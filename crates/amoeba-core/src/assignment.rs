//! Assignment extraction from unit activations.

use amoeba_base::{UnitId, Var};
use serde::Serialize;
use std::fmt;
use crate::state::{UnitState, X_MAX};

/// The boolean value of every variable as read from the units.
///
/// A variable is read as 1 when its true-unit is active and its false-unit is
/// not (`X <= 0`), and as 0 in the mirrored case. In any other configuration
/// the previous value is kept and the variable is marked undetermined for the
/// step. Values start at 0.
#[derive(Debug, Clone, PartialEq, Eq, Serialize)]
pub struct Assignment {
    values: Vec<bool>,
    determined: Vec<bool>,
}

impl Assignment {
    /// Creates the all-zero, all-undetermined assignment.
    #[must_use]
    pub fn new(num_vars: usize) -> Self {
        Self {
            values: vec![false; num_vars],
            determined: vec![false; num_vars],
        }
    }

    /// Re-reads every variable from the current activations.
    pub fn update(&mut self, state: &UnitState) {
        for (idx, (value, determined)) in
            self.values.iter_mut().zip(self.determined.iter_mut()).enumerate()
        {
            let var = Var::from_index(idx);
            let t = state.x(UnitId::true_unit(var));
            let f = state.x(UnitId::false_unit(var));

            if t <= 0 && f == X_MAX {
                *value = false;
                *determined = true;
            } else if t == X_MAX && f <= 0 {
                *value = true;
                *determined = true;
            } else {
                *determined = false;
            }
        }
    }

    /// Returns the number of variables.
    #[must_use]
    pub fn len(&self) -> usize {
        self.values.len()
    }

    /// Returns whether there are no variables.
    #[must_use]
    pub fn is_empty(&self) -> bool {
        self.values.is_empty()
    }

    /// Returns the value of a variable.
    #[must_use]
    pub fn value(&self, var: Var) -> bool {
        self.values[var.index()]
    }

    /// Returns all values, indexed by `var - 1`.
    #[must_use]
    pub fn values(&self) -> &[bool] {
        &self.values
    }

    /// Returns whether the last update read `var` unambiguously.
    #[must_use]
    pub fn is_determined(&self, var: Var) -> bool {
        self.determined[var.index()]
    }

    /// Iterates over variables whose value is stale from an earlier step.
    pub fn undetermined(&self) -> impl Iterator<Item = Var> + '_ {
        self.determined
            .iter()
            .enumerate()
            .filter(|&(_, &d)| !d)
            .map(|(idx, _)| Var::from_index(idx))
    }

    /// Returns the assignment as DIMACS literals (`v` or `-v`).
    #[must_use]
    pub fn to_dimacs(&self) -> Vec<i64> {
        self.values
            .iter()
            .enumerate()
            .map(|(i, &v)| {
                let lit = (i + 1) as i64;
                if v { lit } else { -lit }
            })
            .collect()
    }
}

impl fmt::Display for Assignment {
    fn fmt(&self, f: &mut fmt::Formatter<'_>) -> fmt::Result {
        write!(f, "[")?;
        for (i, &val) in self.values.iter().enumerate() {
            if i > 0 {
                write!(f, ", ")?;
            }
            write!(f, "x{} = {}", i + 1, u8::from(val))?;
        }
        write!(f, "]")
    }
}
//! amoeba CLI - Command-line interface for the amoeba SAT heuristic.

mod commands;
mod config;

use clap::{Parser, Subcommand};
use std::path::PathBuf;
use tracing_subscriber::EnvFilter;

#[derive(Parser)]
#[command(name = "amoeba")]
#[command(author, version, about = "Amoeba-inspired stochastic SAT heuristic", long_about = None)]
struct Cli {
    /// Verbosity level (-v, -vv, -vvv)
    #[arg(short, long, action = clap::ArgAction::Count, global = true)]
    verbose: u8,

    /// TOML file with default parameters
    #[arg(long, global = true)]
    config: Option<PathBuf>,

    #[command(subcommand)]
    command: Commands,
}

#[derive(Subcommand)]
enum Commands {
    /// Solve a single CNF instance
    Solve(commands::solve::SolveArgs),
    /// Run repeated trials over a directory of instances and a sweep of eta values
    Trials(commands::trials::TrialsArgs),
}

fn main() -> anyhow::Result<()> {
    let cli = Cli::parse();

    // Setup logging
    let filter = match cli.verbose {
        0 => "warn",
        1 => "info",
        2 => "debug",
        _ => "trace",
    };
    tracing_subscriber::fmt()
        .with_env_filter(EnvFilter::new(filter))
        .init();

    let config = config::CliConfig::load(cli.config.as_deref())?;

    match cli.command {
        Commands::Solve(args) => commands::solve::run(args, &config),
        Commands::Trials(args) => commands::trials::run(args, &config),
    }
}
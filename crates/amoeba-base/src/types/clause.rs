//! Clauses and the read-only clause model.

use serde::{Deserialize, Serialize};
use super::literal::Literal;
use super::unit::Var;
use crate::error::{Error, Result};

/// An ordered disjunction of literals.
#[derive(Debug, Clone, PartialEq, Eq, Serialize, Deserialize)]
pub struct Clause {
    literals: Vec<Literal>,
}

impl Clause {
    /// Creates a clause from literals.
    #[must_use]
    pub fn new(literals: Vec<Literal>) -> Self {
        Self { literals }
    }

    /// Creates a clause from DIMACS literals.
    pub fn from_dimacs(literals: &[i64]) -> Result<Self> {
        literals
            .iter()
            .map(|&l| Literal::from_dimacs(l))
            .collect::<Result<Vec<_>>>()
            .map(Self::new)
    }

    /// Returns the literals in clause order.
    #[must_use]
    pub fn literals(&self) -> &[Literal] {
        &self.literals
    }

    /// Returns the number of literals.
    #[must_use]
    pub fn len(&self) -> usize {
        self.literals.len()
    }

    /// Returns whether the clause has no literals.
    #[must_use]
    pub fn is_empty(&self) -> bool {
        self.literals.is_empty()
    }

    /// Evaluates the clause under a per-variable assignment lookup.
    pub fn is_satisfied_by(&self, value_of: impl Fn(Var) -> bool) -> bool {
        self.literals
            .iter()
            .any(|lit| lit.is_satisfied_by(value_of(lit.var)))
    }
}

/// A validated problem instance: clauses plus the declared variable count.
///
/// Built once per instance and only ever read afterwards.
#[derive(Debug, Clone, Serialize, Deserialize)]
pub struct ClauseModel {
    num_vars: usize,
    clauses: Vec<Clause>,
}

impl ClauseModel {
    /// Creates a clause model, checking the preconditions of the core.
    ///
    /// Requires at least one variable, at least one clause, no empty clause and
    /// every literal's variable within `1..=num_vars`.
    pub fn new(num_vars: usize, clauses: Vec<Clause>) -> Result<Self> {
        if num_vars == 0 {
            return Err(Error::Precondition("variable count must be at least 1".to_string()));
        }
        if clauses.is_empty() {
            return Err(Error::Precondition("clause set is empty".to_string()));
        }
        for (i, clause) in clauses.iter().enumerate() {
            if clause.is_empty() {
                return Err(Error::Precondition(format!("clause {i} is empty")));
            }
            if let Some(lit) = clause
                .literals()
                .iter()
                .find(|lit| lit.var.id() as usize > num_vars)
            {
                return Err(Error::Precondition(format!(
                    "clause {i} references variable {} but only {num_vars} are declared",
                    lit.var
                )));
            }
        }
        Ok(Self { num_vars, clauses })
    }

    /// Creates a clause model from DIMACS literal lists.
    pub fn from_dimacs(num_vars: usize, clauses: &[Vec<i64>]) -> Result<Self> {
        let clauses = clauses
            .iter()
            .map(|c| Clause::from_dimacs(c))
            .collect::<Result<Vec<_>>>()?;
        Self::new(num_vars, clauses)
    }

    /// Returns the declared variable count.
    #[must_use]
    pub fn num_vars(&self) -> usize {
        self.num_vars
    }

    /// Returns the number of units (two per variable).
    #[must_use]
    pub fn num_units(&self) -> usize {
        2 * self.num_vars
    }

    /// Returns the clauses.
    #[must_use]
    pub fn clauses(&self) -> &[Clause] {
        &self.clauses
    }

    /// Iterates over all variables in id order.
    pub fn vars(&self) -> impl Iterator<Item = Var> {
        (0..self.num_vars).map(Var::from_index)
    }
}
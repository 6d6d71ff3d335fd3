//! End-to-end tests for the amoeba solver.

use amoeba_base::{ClauseModel, UnitId};
use amoeba_core::{
    AmoebaConfig, AmoebaSolver, ClauseValidator, NoiseKind, RuleSet, SolveOutcome, StopReason,
    UnitState,
};
use amoeba_format::DimacsCnf;
use rand::rngs::StdRng;
use rand::seq::SliceRandom;
use rand::{Rng, SeedableRng};
use std::sync::Arc;
use std::time::Duration;

// =============================================================================
// Helpers
// =============================================================================

/// Random 3-SAT instance with a hidden satisfying assignment.
fn planted_3sat(num_vars: usize, num_clauses: usize, seed: u64) -> ClauseModel {
    let mut rng = StdRng::seed_from_u64(seed);
    let hidden: Vec<bool> = (0..num_vars).map(|_| rng.gen()).collect();
    let vars: Vec<i64> = (1..=num_vars as i64).collect();

    let mut clauses = Vec::with_capacity(num_clauses);
    while clauses.len() < num_clauses {
        let clause: Vec<i64> = vars
            .choose_multiple(&mut rng, 3)
            .map(|&v| if rng.gen() { v } else { -v })
            .collect();
        if clause.iter().any(|&l| (l > 0) == hidden[(l.abs() - 1) as usize]) {
            clauses.push(clause);
        }
    }
    ClauseModel::from_dimacs(num_vars, &clauses).unwrap()
}

fn config(noise: NoiseKind, seed: u64) -> AmoebaConfig {
    AmoebaConfig {
        noise,
        seed: Some(seed),
        max_iterations: Some(100_000),
        ..Default::default()
    }
}

/// Every sign pattern over three variables.
fn unsat_model() -> ClauseModel {
    let clauses: Vec<Vec<i64>> = (0..8)
        .map(|mask| {
            (1..=3)
                .map(|v| if mask & (1 << (v - 1)) != 0 { -v } else { v })
                .collect()
        })
        .collect();
    ClauseModel::from_dimacs(3, &clauses).unwrap()
}

fn assert_fixed_point(state: &UnitState, num_vars: usize) {
    for idx in 0..num_vars {
        let var = amoeba_base::Var::from_index(idx);
        let t = UnitId::true_unit(var);
        let f = UnitId::false_unit(var);
        let settled = |on: UnitId, off: UnitId| {
            state.x(on) == 1 && !state.l(on) && state.x(off) <= 0 && state.l(off)
        };
        assert!(
            settled(t, f) ^ settled(f, t),
            "variable {var} is not settled on exactly one unit"
        );
    }
}

// =============================================================================
// Convergence
// =============================================================================

#[test]
fn test_single_clause_converges() {
    let model = ClauseModel::from_dimacs(3, &[vec![1, 2, 3]]).unwrap();
    let mut config = config(NoiseKind::Brownian, 2024);
    config.eta = 0.1;
    config.max_iterations = Some(10_000);

    let mut solver = AmoebaSolver::from_model(&model, config).unwrap();
    match solver.solve().unwrap() {
        SolveOutcome::Converged(solution) => {
            assert!(solution.iterations < 10_000);
            assert!(solution.assignment.values().iter().any(|&v| v));
        }
        SolveOutcome::Exhausted(e) => panic!("did not converge: {}", e.reason),
    }
}

#[test]
fn test_fixed_point_settles_every_variable() {
    for noise in [NoiseKind::Brownian, NoiseKind::Logistic] {
        for seed in 0..5 {
            let model = planted_3sat(10, 30, seed);
            let mut solver = AmoebaSolver::from_model(&model, config(noise, seed)).unwrap();
            let outcome = solver.solve().unwrap();
            assert!(outcome.is_converged(), "{noise} seed {seed} exhausted");

            assert_fixed_point(solver.state(), model.num_vars());
            assert_eq!(solver.assignment().undetermined().count(), 0);
            assert!(solver.is_converged());
            assert_eq!(solver.is_converged(), solver.is_converged());
        }
    }
}

#[test]
fn test_converged_assignment_satisfies_clauses() {
    for seed in 10..15 {
        let model = planted_3sat(20, 91, seed);
        let mut solver =
            AmoebaSolver::from_model(&model, config(NoiseKind::Brownian, seed)).unwrap();
        let outcome = solver.solve().unwrap();
        assert!(outcome.is_converged(), "seed {seed} exhausted");

        let report = ClauseValidator::check(&model, outcome.assignment());
        assert_eq!(report.unsatisfied, 0);
        assert_eq!(report.satisfied, 91);
    }
}

#[test]
fn test_solve_from_dimacs() {
    let input = r"
c uniform random 3-SAT
p cnf 5 6
1 -2 3 0
-1 2 4 0
2 -3 -5 0
-2 4 5 0
1 2 0
3 -4 5 0
%
0
";
    let cnf = DimacsCnf::from_str(input).unwrap();
    assert_eq!(cnf.dropped_clauses, 1);
    let model = cnf.to_clause_model().unwrap();

    let mut solver = AmoebaSolver::from_model(&model, config(NoiseKind::Logistic, 5)).unwrap();
    let outcome = solver.solve().unwrap();
    assert!(outcome.is_converged());
    assert!(ClauseValidator::check(&model, outcome.assignment()).all_satisfied());
}

// =============================================================================
// Dynamics
// =============================================================================

#[test]
fn test_intra_never_lets_both_units_stay_active() {
    let model = planted_3sat(8, 20, 77);
    let mut solver = AmoebaSolver::from_model(&model, config(NoiseKind::Brownian, 77)).unwrap();

    let mut both_active_prev = vec![false; model.num_vars()];
    for _ in 0..2_000 {
        let converged = solver.step();
        let state = solver.state();
        for var in model.vars() {
            let t = UnitId::true_unit(var);
            let f = UnitId::false_unit(var);
            let both = state.is_active(t) && state.is_active(f);
            if both {
                assert!(state.l(t) && state.l(f), "both units of {var} active but not inhibited");
            }
            assert!(
                !(both && both_active_prev[var.index()]),
                "both units of {var} stayed active"
            );
            if converged {
                assert!(!both);
            }
            both_active_prev[var.index()] = both;
        }
        state.check_invariants().unwrap();
    }
}

#[test]
fn test_activation_stays_clamped() {
    let mut solver =
        AmoebaSolver::from_model(&unsat_model(), config(NoiseKind::Logistic, 8)).unwrap();
    for _ in 0..1_000 {
        solver.step();
        assert!(solver.state().activations().iter().all(|x| (-1..=1).contains(x)));
    }
}

// =============================================================================
// Reproducibility
// =============================================================================

#[test]
fn test_seeded_runs_reproduce() {
    let model = planted_3sat(12, 40, 3);
    let rules = Arc::new(RuleSet::compile(&model));

    for noise in [NoiseKind::Brownian, NoiseKind::Logistic] {
        let mut a = AmoebaSolver::new(rules.clone(), config(noise, 99)).unwrap();
        let mut b = AmoebaSolver::new(rules.clone(), config(noise, 99)).unwrap();
        for _ in 0..200 {
            a.step();
            b.step();
            assert_eq!(a.state().noise(), b.state().noise());
            assert_eq!(a.state().activations(), b.state().activations());
        }

        let outcome_a = a.solve().unwrap();
        let outcome_b = b.solve().unwrap();
        assert_eq!(outcome_a.iterations(), outcome_b.iterations());
        assert_eq!(outcome_a.assignment(), outcome_b.assignment());
    }
}

#[test]
fn test_parallel_runs_share_rules() {
    let model = planted_3sat(15, 50, 21);
    let rules = Arc::new(RuleSet::compile(&model));

    let outcomes: Vec<SolveOutcome> = std::thread::scope(|scope| {
        let handles: Vec<_> = (0..4)
            .map(|seed| {
                let rules = rules.clone();
                scope.spawn(move || {
                    AmoebaSolver::new(rules, config(NoiseKind::Brownian, seed))
                        .and_then(|mut solver| solver.solve())
                        .unwrap()
                })
            })
            .collect();
        handles.into_iter().map(|h| h.join().unwrap()).collect()
    });

    for outcome in outcomes {
        assert!(outcome.is_converged());
        assert!(ClauseValidator::check(&model, outcome.assignment()).all_satisfied());
    }
}

// =============================================================================
// Budgets
// =============================================================================

#[test]
fn test_unsat_exhausts_iteration_cap() {
    let mut config = config(NoiseKind::Brownian, 4);
    config.max_iterations = Some(2_000);
    let mut solver = AmoebaSolver::from_model(&unsat_model(), config).unwrap();

    let outcome = solver.solve().unwrap();
    assert!(!outcome.is_converged());
    assert_eq!(outcome.iterations(), 2_000);
    match outcome {
        SolveOutcome::Exhausted(e) => assert_eq!(e.reason, StopReason::IterationCap(2_000)),
        SolveOutcome::Converged(_) => unreachable!(),
    }
}

#[test]
fn test_unsat_exhausts_deadline() {
    let config = AmoebaConfig {
        seed: Some(6),
        deadline: Some(Duration::from_millis(20)),
        ..Default::default()
    };
    let mut solver = AmoebaSolver::from_model(&unsat_model(), config).unwrap();

    match solver.solve().unwrap() {
        SolveOutcome::Exhausted(e) => {
            assert_eq!(e.reason, StopReason::Deadline(Duration::from_millis(20)));
            assert_eq!(e.iterations, solver.stats().iterations);
        }
        SolveOutcome::Converged(_) => panic!("unsatisfiable instance converged"),
    }
}
use serde::{Deserialize, Serialize};
use serde_json::Value;
use std::fmt;
use thiserror::Error;

/// Longest response excerpt kept in a failure snapshot
const SNAPSHOT_LIMIT: usize = 500;

/// HTTP methods the service under test is exercised with
#[derive(Debug, Clone, Copy, Serialize, Deserialize, PartialEq, Eq)]
#[serde(rename_all = "UPPERCASE")]
pub enum HttpMethod {
    Get,
    Post,
    Put,
    Delete,
}

impl HttpMethod {
    pub fn as_str(&self) -> &'static str {
        match self {
            HttpMethod::Get => "GET",
            HttpMethod::Post => "POST",
            HttpMethod::Put => "PUT",
            HttpMethod::Delete => "DELETE",
        }
    }

    pub(crate) fn as_reqwest(&self) -> reqwest::Method {
        match self {
            HttpMethod::Get => reqwest::Method::GET,
            HttpMethod::Post => reqwest::Method::POST,
            HttpMethod::Put => reqwest::Method::PUT,
            HttpMethod::Delete => reqwest::Method::DELETE,
        }
    }
}

impl fmt::Display for HttpMethod {
    fn fmt(&self, f: &mut fmt::Formatter<'_>) -> fmt::Result {
        f.write_str(self.as_str())
    }
}

/// A single call against the service, path relative to the base URL
#[derive(Debug, Clone)]
pub struct ApiRequest {
    pub method: HttpMethod,
    pub path: String,
    pub body: Option<Value>,
    pub token: Option<String>,
    pub multipart: Option<MultipartPayload>,
}

impl ApiRequest {
    pub fn new(method: HttpMethod, path: impl Into<String>) -> Self {
        Self {
            method,
            path: path.into(),
            body: None,
            token: None,
            multipart: None,
        }
    }

    pub fn json(mut self, body: Value) -> Self {
        self.body = Some(body);
        self
    }

    pub fn bearer(mut self, token: impl Into<String>) -> Self {
        self.token = Some(token.into());
        self
    }

    pub fn multipart(mut self, payload: MultipartPayload) -> Self {
        self.multipart = Some(payload);
        self
    }
}

/// Form fields and files sent as multipart/form-data
#[derive(Debug, Clone, Default)]
pub struct MultipartPayload {
    pub fields: Vec<(String, String)>,
    pub files: Vec<FileUpload>,
}

#[derive(Debug, Clone)]
pub struct FileUpload {
    pub field: String,
    pub filename: String,
    pub content_type: String,
    pub bytes: Vec<u8>,
}

/// Response envelope: status plus the parsed body.
///
/// `body` is `Value::Null` when the payload is empty or not JSON; the raw text is
/// always kept so failures can show what the service actually sent.
#[derive(Debug, Clone)]
pub struct ApiResponse {
    pub status: u16,
    pub body: Value,
    pub text: String,
    pub elapsed_ms: u64,
}

impl ApiResponse {
    pub fn from_text(status: u16, text: String, elapsed_ms: u64) -> Self {
        let body = if text.trim().is_empty() {
            Value::Null
        } else {
            serde_json::from_str(&text).unwrap_or(Value::Null)
        };
        Self {
            status,
            body,
            text,
            elapsed_ms,
        }
    }

    pub fn with_json(status: u16, body: Value) -> Self {
        Self {
            status,
            text: body.to_string(),
            body,
            elapsed_ms: 0,
        }
    }

    pub fn is_success(&self) -> bool {
        (200..300).contains(&self.status)
    }

    /// Field of the parsed body, see [`lookup`]
    pub fn field(&self, path: &str) -> Option<&Value> {
        lookup(&self.body, path)
    }

    /// `error` message of a JSON error payload, if any
    pub fn error_message(&self) -> Option<&str> {
        self.field("error").and_then(Value::as_str)
    }

    /// Short, bounded excerpt used in failure reports
    pub fn snapshot(&self) -> String {
        let excerpt: String = self.text.chars().take(SNAPSHOT_LIMIT).collect();
        if self.text.chars().count() > SNAPSHOT_LIMIT {
            format!("HTTP {}: {}...", self.status, excerpt)
        } else {
            format!("HTTP {}: {}", self.status, excerpt)
        }
    }
}

/// Resolve a dot path (`user.userId`, `detailedResults.0.isCorrect`) or a JSON
/// pointer (`/user/userId`). An empty path, `$` or `.` selects the whole value.
pub fn lookup<'a>(value: &'a Value, path: &str) -> Option<&'a Value> {
    if path.is_empty() || path == "$" || path == "." {
        return Some(value);
    }
    let pointer = if path.starts_with('/') {
        path.to_string()
    } else {
        format!("/{}", path.replace('.', "/"))
    };
    value.pointer(&pointer)
}

/// Transport-level failure: the call never produced an HTTP status.
#[derive(Debug, Clone, Error)]
pub enum ClientError {
    #[error("failed to build HTTP client: {0}")]
    Build(String),

    #[error("invalid request {method} {path}: {message}")]
    InvalidRequest {
        method: HttpMethod,
        path: String,
        message: String,
    },

    #[error("{method} {path} timed out after {timeout_secs}s")]
    Timeout {
        method: HttpMethod,
        path: String,
        timeout_secs: u64,
    },

    #[error("{method} {path} failed: {message}")]
    Transport {
        method: HttpMethod,
        path: String,
        message: String,
    },
}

——

§ **Task statement**: In the listing above, start at the line with "fn main() ->", go on through the line with "use super::unit::Var;", and copy each of those lines exactly; leave out all the rest.

§ **Result for this task**:
fn main() -> anyhow::Result<()> {
    let cli = Cli::parse();

    // Setup logging
    let filter = match cli.verbose {
        0 => "warn",
        1 => "info",
        2 => "debug",
        _ => "trace",
    };
    tracing_subscriber::fmt()
        .with_env_filter(EnvFilter::new(filter))
        .init();

    let config = config::CliConfig::load(cli.config.as_deref())?;

    match cli.command {
        Commands::Solve(args) => commands::solve::run(args, &config),
        Commands::Trials(args) => commands::trials::run(args, &config),
    }
}
filename crates/amoeba-base/src/types/clause.rs
//! Clauses and the read-only clause model.

use serde::{Deserialize, Serialize};
use super::literal::Literal;
use super::unit::Var;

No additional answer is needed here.